(TASK GOAL):
Among the entries below, count the lines where the string "Whether" occurs, and give only the number.

(GIVEN DATA):
.....

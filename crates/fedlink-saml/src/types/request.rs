//! SAML 2.0 protocol request types.

use chrono::{DateTime, Utc};
use fedlink_xml::DomElement;
use serde::{Deserialize, Serialize};

use super::{Attribute, Conditions, NameId, RequestBase, Subject};

/// An authentication request sent by a service provider.
#[derive(Debug, Clone, PartialEq, Serialize, Deserialize)]
pub struct AuthnRequest {
    /// Common request fields.
    pub base: RequestBase,

    /// Whether the IdP must re-authenticate the principal.
    #[serde(skip_serializing_if = "Option::is_none")]
    pub force_authn: Option<bool>,

    /// Whether the IdP must not visibly interact with the principal.
    #[serde(skip_serializing_if = "Option::is_none")]
    pub is_passive: Option<bool>,

    /// Binding URI the response should use.
    #[serde(skip_serializing_if = "Option::is_none")]
    pub protocol_binding: Option<String>,

    /// Where the response should be delivered.
    #[serde(skip_serializing_if = "Option::is_none")]
    pub assertion_consumer_service_url: Option<String>,

    /// Index into the SP's metadata endpoint list.
    #[serde(skip_serializing_if = "Option::is_none")]
    pub assertion_consumer_service_index: Option<u16>,

    /// Index of the attribute consuming service.
    #[serde(skip_serializing_if = "Option::is_none")]
    pub attribute_consuming_service_index: Option<u16>,

    /// Human-readable requester name.
    #[serde(skip_serializing_if = "Option::is_none")]
    pub provider_name: Option<String>,

    /// Constraints on the returned name identifier.
    #[serde(skip_serializing_if = "Option::is_none")]
    pub name_id_policy: Option<NameIdPolicy>,

    /// Requested subject.
    #[serde(skip_serializing_if = "Option::is_none")]
    pub subject: Option<Subject>,

    /// Conditions the SP wants on the resulting assertion.
    #[serde(skip_serializing_if = "Option::is_none")]
    pub conditions: Option<Conditions>,

    /// Requested authentication context.
    #[serde(skip_serializing_if = "Option::is_none")]
    pub requested_authn_context: Option<RequestedAuthnContext>,
}

impl AuthnRequest {
    /// Creates a request with a fresh ID issued now.
    #[must_use]
    pub fn new() -> Self {
        Self {
            base: RequestBase::new(),
            force_authn: None,
            is_passive: None,
            protocol_binding: None,
            assertion_consumer_service_url: None,
            assertion_consumer_service_index: None,
            attribute_consuming_service_index: None,
            provider_name: None,
            name_id_policy: None,
            subject: None,
            conditions: None,
            requested_authn_context: None,
        }
    }

    /// Creates a request with a caller-supplied ID.
    #[must_use]
    pub fn with_id(id: impl Into<String>) -> Self {
        Self {
            base: RequestBase::with_id(id),
            ..Self::new()
        }
    }

    /// Sets the issuer.
    #[must_use]
    pub fn with_issuer(mut self, issuer: impl Into<String>) -> Self {
        self.base.issuer = Some(NameId::new(issuer));
        self
    }

    /// Sets the destination.
    #[must_use]
    pub fn with_destination(mut self, destination: impl Into<String>) -> Self {
        self.base.destination = Some(destination.into());
        self
    }
}

impl Default for AuthnRequest {
    fn default() -> Self {
        Self::new()
    }
}

/// Constraints on the name identifier the IdP should return.
#[derive(Debug, Clone, Default, PartialEq, Serialize, Deserialize)]
pub struct NameIdPolicy {
    /// Requested identifier format URI.
    #[serde(skip_serializing_if = "Option::is_none")]
    pub format: Option<String>,

    /// SP name qualifier for the returned identifier.
    #[serde(skip_serializing_if = "Option::is_none")]
    pub sp_name_qualifier: Option<String>,

    /// Whether the IdP may create a new identifier.
    #[serde(skip_serializing_if = "Option::is_none")]
    pub allow_create: Option<bool>,
}

/// The authentication context requested by the SP.
#[derive(Debug, Clone, Default, PartialEq, Serialize, Deserialize)]
pub struct RequestedAuthnContext {
    /// Acceptable context class reference URIs.
    #[serde(default, skip_serializing_if = "Vec::is_empty")]
    pub class_refs: Vec<String>,

    /// Comparison rule (`exact`, `minimum`, `maximum`, `better`).
    #[serde(skip_serializing_if = "Option::is_none")]
    pub comparison: Option<String>,
}

/// A single logout request.
#[derive(Debug, Clone, PartialEq, Serialize, Deserialize)]
pub struct LogoutRequest {
    /// Common request fields.
    pub base: RequestBase,

    /// Time after which the request is stale.
    #[serde(skip_serializing_if = "Option::is_none")]
    pub not_on_or_after: Option<DateTime<Utc>>,

    /// Reason URI for the logout.
    #[serde(skip_serializing_if = "Option::is_none")]
    pub reason: Option<String>,

    /// Principal being logged out.
    #[serde(skip_serializing_if = "Option::is_none")]
    pub name_id: Option<NameId>,

    /// Sessions to terminate.
    #[serde(default, skip_serializing_if = "Vec::is_empty")]
    pub session_indexes: Vec<String>,
}

impl LogoutRequest {
    /// Creates a logout request with a fresh ID issued now.
    #[must_use]
    pub fn new() -> Self {
        Self {
            base: RequestBase::new(),
            not_on_or_after: None,
            reason: None,
            name_id: None,
            session_indexes: Vec::new(),
        }
    }
}

impl Default for LogoutRequest {
    fn default() -> Self {
        Self::new()
    }
}

/// A request to resolve an artifact into the message it references.
#[derive(Debug, Clone, PartialEq, Serialize, Deserialize)]
pub struct ArtifactResolve {
    /// Common request fields.
    pub base: RequestBase,

    /// The artifact value to resolve.
    pub artifact: String,
}

/// A query for attributes of a subject.
#[derive(Debug, Clone, PartialEq, Serialize, Deserialize)]
pub struct AttributeQuery {
    /// Common request fields.
    pub base: RequestBase,

    /// Subject being queried.
    #[serde(skip_serializing_if = "Option::is_none")]
    pub subject: Option<Subject>,

    /// Specific attributes requested; empty means all.
    #[serde(default, skip_serializing_if = "Vec::is_empty")]
    pub attributes: Vec<Attribute>,
}

/// A XACML authorization decision query carried over SAML.
///
/// The XACML request itself is a foreign schema and is carried opaquely.
#[derive(Debug, Clone, PartialEq, Serialize, Deserialize)]
pub struct XacmlAuthzQuery {
    /// Common request fields.
    pub base: RequestBase,

    /// Whether the PDP may only use the supplied context.
    #[serde(default)]
    pub input_context_only: bool,

    /// Whether the response should echo the request context.
    #[serde(default)]
    pub return_context: bool,

    /// The embedded `xacml-context:Request`.
    #[serde(skip_serializing_if = "Option::is_none")]
    pub xacml_request: Option<DomElement>,
}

.....

(YOUR RESPONSE):
5